Personal Finance Lessons to be learnt from the Cricket World Cup


 In India, where cricket is a religion and the cricketers are respected, emotions run high during every match.
You would be surprised to know that this age-old sport consists of rules and features which can be used as analogies to learn parallel lessons in the world of personal finance. 
Drawing parallels between cricket and personal financial planning, we see that the strategies applied in cricket can help you achieve your financial goals.
We bring you lessons that the cricket world cup can teach us about personal finance.

    1.    Don’t step out into the field without protective gear:
Not taking adequate precautions can make players vulnerable to injuries on the field. Similarly, for your financial planning before you start investing for wealth creation, secure yourself against the risks to finances, life and health. An emergency corpus, a health cover and life insurance term plan are a must to safeguard your and your family’s financial interests. 

     2.    Know your goal:
Defeating the opponent is the goal of every team. To prepare yourself for the game, it is important to know your opponent. First rule of preparation is never underestimating your opponent, even if you have an impressive success record.
In personal finance, your opponents are escalating real inflation and the googly of volatile market conditions.
Hence, your first step to preparation should be setting S.M.A.R.T i.e. Smart, Measurable, Achievable, Realistic, and Time-bound financial goals. You can win only if your goals, be it big or small with short-term or long-term horizons, are properly defined.

     3.    A well – balanced team achieves overall target:
Players are the biggest asset of the team and can make or break the World cup dream. Therefore, the team members should be selected carefully and must comprise of right mix of players such as batsmen - the big hitters as well as the slow and steady ones, all-rounders, spinners, fast bowlers, and super agile fielders/wicket keeper.
If the batsmen fail to score a decent total, the bowlers and fielders can make up for it by trying to take early wickets, the same principle is applicable the other way round. Every player contributes to the team in their only expert way to win the world cup.
Similarly, your investment portfolio should consist of different asset classes and types depending on your goals. For long-term goals like retirement, children's future expenses, your portfolio should include wealth-creating assets like equity-oriented mutual funds along with a small allocation towards debt.
For short to medium term goals, you can include a balanced mix of debt, money market, gold, and bank deposits.

4.    Follow the rules:
Players are expected to follow discipline while playing and required to adhere to the rules of the game. They face a penalty whenever there is a breach in rules.
There may be times when a player from the opposite team may try to provoke a team member or at times a player may be under serious pressure during a crucial point in match.

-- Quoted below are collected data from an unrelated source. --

//! File-based byte store for persistent storage.

use crate::backend::{validate_key, ByteStore};
use crate::error::{StorageError, StorageResult};
use fs2::FileExt;
use parking_lot::Mutex;
use std::fs::{self, File, OpenOptions};
use std::io::{self, Write};
use std::path::{Path, PathBuf};
use tempfile::NamedTempFile;

/// Name of the lock file kept in the store root.
const LOCK_FILE: &str = ".mooring.lock";

/// A file-based byte store.
///
/// Each key maps to one file below the root directory. Data survives
/// process restarts.
///
/// # Durability
///
/// Writes go to a temporary file in the destination directory, are synced,
/// and are then renamed over the destination. Readers observe either the
/// old record or the new one.
///
/// # Exclusivity
///
/// Opening a store takes an advisory exclusive lock on the root, so two
/// processes never write the same ledger concurrently. Inside a process,
/// writers are serialized by an internal lock.
///
/// # Example
///
/// ```no_run
/// use mooring_storage::{ByteStore, FileStore};
/// use std::path::Path;
///
/// let store = FileStore::open(Path::new("app-data")).unwrap();
/// store.write("current_user", b"persistent data").unwrap();
/// ```
#[derive(Debug)]
pub struct FileStore {
    root: PathBuf,
    _lock: File,
    write_lock: Mutex<()>,
}

impl FileStore {
    /// Opens or creates a store rooted at `root`.
    ///
    /// # Errors
    ///
    /// Returns [`StorageError::Locked`] if another process holds the store,
    /// or an I/O error if the directory cannot be created.
    pub fn open(root: &Path) -> StorageResult<Self> {
        fs::create_dir_all(root)?;
        let lock = OpenOptions::new()
            .read(true)
            .write(true)
            .create(true)
            .truncate(false)
            .open(root.join(LOCK_FILE))?;
        lock.try_lock_exclusive().map_err(|_| StorageError::Locked)?;

        Ok(Self {
            root: root.to_path_buf(),
            _lock: lock,
            write_lock: Mutex::new(()),
        })
    }

    /// Returns the root directory.
    #[must_use]
    pub fn root(&self) -> &Path {
        &self.root
    }

    fn path_for(&self, key: &str) -> StorageResult<PathBuf> {
        validate_key(key)?;
        Ok(key.split('/').fold(self.root.clone(), |path, segment| path.join(segment)))
    }

    fn collect_keys(&self, dir: &Path, prefix: &str, out: &mut Vec<String>) -> io::Result<()> {
        for entry in fs::read_dir(dir)? {
            let entry = entry?;
            let name = entry.file_name().to_string_lossy().into_owned();
            if name == LOCK_FILE || name.starts_with(".tmp") {
                continue;
            }
            let key = if prefix.is_empty() {
                name
            } else {
                format!("{prefix}/{name}")
            };
            if entry.file_type()?.is_dir() {
                self.collect_keys(&entry.path(), &key, out)?;
            } else {
                out.push(key);
            }
        }
        Ok(())
    }
}

impl ByteStore for FileStore {
    fn read(&self, key: &str) -> StorageResult<Option<Vec<u8>>> {
        let path = self.path_for(key)?;
        match fs::read(&path) {
            Ok(data) => Ok(Some(data)),
            Err(e) if e.kind() == io::ErrorKind::NotFound => Ok(None),
            Err(e) => Err(e.into()),
        }
    }

    fn write(&self, key: &str, data: &[u8]) -> StorageResult<()> {
        let path = self.path_for(key)?;
        let parent = path.parent().unwrap_or(&self.root).to_path_buf();

        let _guard = self.write_lock.lock();
        fs::create_dir_all(&parent)?;
        let mut tmp = NamedTempFile::new_in(&parent)?;
        tmp.write_all(data)?;
        tmp.as_file().sync_all()?;
        tmp.persist(&path).map_err(|e| StorageError::Io(e.error))?;
        tracing::trace!(key, len = data.len(), "record written");
        Ok(())
    }

    fn exists(&self, key: &str) -> StorageResult<bool> {
        Ok(self.path_for(key)?.is_file())
    }

    fn delete(&self, key: &str) -> StorageResult<bool> {
        let path = self.path_for(key)?;
        let _guard = self.write_lock.lock();
        match fs::remove_file(&path) {
            Ok(()) => Ok(true),
            Err(e) if e.kind() == io::ErrorKind::NotFound => Ok(false),
            Err(e) => Err(e.into()),
        }
    }

    fn list(&self, prefix: &str) -> StorageResult<Vec<String>> {
        let mut keys = Vec::new();
        self.collect_keys(&self.root, "", &mut keys)?;
        keys.retain(|k| k.starts_with(prefix));
        keys.sort();
        Ok(keys)
    }
}

#[cfg(test)]
mod tests {
    use super::*;
    use tempfile::tempdir;

    #[test]
    fn file_create_new() {
        let dir = tempdir().unwrap();
        let store = FileStore::open(&dir.path().join("store")).unwrap();
        assert!(store.root().exists());
        assert!(store.list("").unwrap().is_empty());
    }

    #[test]
    fn file_write_and_read() {
        let dir = tempdir().unwrap();
        let store = FileStore::open(dir.path()).unwrap();

        store.write("local_ids/local_01", b"hello").unwrap();
        assert_eq!(
            store.read("local_ids/local_01").unwrap(),
            Some(b"hello".to_vec())
        );
        assert_eq!(store.read("local_ids/missing").unwrap(), None);
    }

    #[test]
    fn file_overwrite_is_whole_record() {
        let dir = tempdir().unwrap();
        let store = FileStore::open(dir.path()).unwrap();

        store.write("current_user", b"a much longer first record").unwrap();
        store.write("current_user", b"short").unwrap();
        assert_eq!(store.read("current_user").unwrap(), Some(b"short".to_vec()));
    }

    #[test]
    fn file_persistence() {
        let dir = tempdir().unwrap();

        {
            let store = FileStore::open(dir.path()).unwrap();
            store.write("objects/one", b"persistent data").unwrap();
        }

        {
            let store = FileStore::open(dir.path()).unwrap();
            assert_eq!(
                store.read("objects/one").unwrap(),
                Some(b"persistent data".to_vec())
            );
        }
    }

    #[test]
    fn file_delete_and_exists() {
        let dir = tempdir().unwrap();
        let store = FileStore::open(dir.path()).unwrap();

        store.write("a", b"x").unwrap();
        assert!(store.exists("a").unwrap());
        assert!(store.delete("a").unwrap());
        assert!(!store.delete("a").unwrap());
        assert!(!store.exists("a").unwrap());
    }

    #[test]
    fn file_list_nested_keys() {
        let dir = tempdir().unwrap();
        let store = FileStore::open(dir.path()).unwrap();

        store.write("objects/b", b"").unwrap();
        store.write("objects/a", b"").unwrap();
        store.write("dependencies/p", b"").unwrap();

        assert_eq!(store.list("objects/").unwrap(), vec!["objects/a", "objects/b"]);
        assert_eq!(store.list("").unwrap().len(), 3);
    }

    #[test]
    fn file_second_open_is_locked() {
        let dir = tempdir().unwrap();
        let _first = FileStore::open(dir.path()).unwrap();
        let second = FileStore::open(dir.path());
        assert!(matches!(second, Err(StorageError::Locked)));
    }
}
//! Test fixtures.

use mooring_codec::Value;
use mooring_core::{ObjectState, SyncObject};
use mooring_storage::{ByteStore, FileStore, InMemoryStore};
use std::path::Path;
use std::sync::Arc;
use tempfile::TempDir;

/// A file store in a temporary directory, removed on drop.
pub struct TempFileStore {
    /// The store.
    pub store: Arc<FileStore>,
    dir: TempDir,
}

impl TempFileStore {
    /// Opens a store in a fresh temporary directory.
    pub fn new() -> Self {
        let dir = TempDir::new().expect("Failed to create temp directory");
        let store = FileStore::open(dir.path()).expect("Failed to open file store");
        Self {
            store: Arc::new(store),
            dir,
        }
    }

    /// Root directory of the store.
    pub fn path(&self) -> &Path {
        self.dir.path()
    }

    /// Closes the store and opens it again over the same directory.
    ///
    /// Panics if another handle on the store is still alive.
    pub fn reopen(self) -> Self {
        let Self { store, dir } = self;
        drop(Arc::try_unwrap(store).expect("file store still shared"));
        let store = FileStore::open(dir.path()).expect("Failed to reopen file store");
        Self {
            store: Arc::new(store),
            dir,
        }
    }

    /// The store as a trait object.
    pub fn bytes(&self) -> Arc<dyn ByteStore> {
        self.store.clone()
    }
}

impl Default for TempFileStore {
    fn default() -> Self {
        Self::new()
    }
}

/// A fresh in-memory byte store.
pub fn memory_store() -> Arc<dyn ByteStore> {
    Arc::new(InMemoryStore::new())
}

/// A new, unsaved `GameScore` with `score` set.
pub fn game_score(score: i64) -> Arc<SyncObject> {
    let object = SyncObject::new("GameScore").expect("valid class");
    object.put("score", score).expect("score is settable");
    object
}

/// A complete object as if fetched from the server.
pub fn saved_object(
    class_name: &str,
    object_id: &str,
    fields: &[(&str, Value)],
) -> Arc<SyncObject> {
    let mut builder = ObjectState::builder(class_name)
        .object_id(Some(object_id.to_string()))
        .is_complete(true);
    for (key, value) in fields {
        builder = builder.put(*key, value.clone());
    }
    SyncObject::from_state(builder.build().expect("valid state"))
}

#[cfg(test)]
mod tests {
    use super::*;

    #[test]
    fn saved_object_is_clean() {
        let object = saved_object("Post", "p1", &[("title", Value::from("hi"))]);
        assert!(!object.is_dirty());
        assert_eq!(object.get("title").unwrap(), Some(Value::from("hi")));
    }

    #[test]
    fn temp_store_reopens() {
        let temp = TempFileStore::new();
        temp.store.write("k", b"v").unwrap();
        let temp = temp.reopen();
        assert_eq!(temp.store.read("k").unwrap(), Some(b"v".to_vec()));
    }
}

At such times, the players need to keep their composure and stay calm to avoid making any hasty decision and mistakes.
Like a player under pressure, as an investor, you too need to keep field panic away and adopt the 'slow and steady' batsmen's approach during short-term fluctuations in market. You should also not heed to the financial advice from friends or relatives who may not have enough knowledge about the subject.

Follow a disciplined approach towards investment by staying invested for long-term to overcome volatility and get higher returns. This will help you counter inflation and ultimately achieve the goals.

5.    Re-evaluate the team strategy:
Back in 1983 when our country was playing its historic World Cup finals, captain Kapil Dev famously said just one thing to his team “If this is not a winning total it’s definitely a fighting total.” Even today, the match is considered as an epic win in cricket history. Many a time thing don’t go as planned, thus giving that impending fear of losing the game all together.
However, if the team remains calm, re-evaluates its situation, then it can look forward to a good win. Likewise, no matter how prudent a planner we may be with finances as with our other life responsibilities, there can be those unexpected expenses. In such a situation, one needs to stay calm, re-evaluate the situation and see what can be done now by staying focused on achieving the long-term goals.
Like sports, to excel in investing, we suggest that you practice regularly, stay disciplined, avail professional guidance through financial advisors and manage risks judiciously. We don’t know if our team is going to create history once again at the World Cup championships, but what we definitely know is that by following all the things we discussed above, you could create a future for yourself that is financially secure and well-planned.

6.    Match review:
Winning and losing is part of the game. Regardless of this, after every match, players and their coach sit together and analyse the overall game along with individual performance of each player. They also determine if there is need of change in overall strategy or if any player needs to improve their performance. Likewise, investors should review the schemes' performance in their investment portfolio regularly and evaluate the progress. If an investment is consistently generating lower returns, then you must check for better alternatives to invest in.
Research is core part of investing; without it your investments will be just based on speculations. However, not everyone may have the time and knowledge to select the best avenues suitable for their needs. In such a case, it is advisable to consult a financial coach i.e. a financial adviser who will be able to handhold and guide you on your journey towards the financial goal.
Whether India didn’t win the World Cup, but by following the lessons mentioned above, winning the Wealth Cup will surely be within your reach.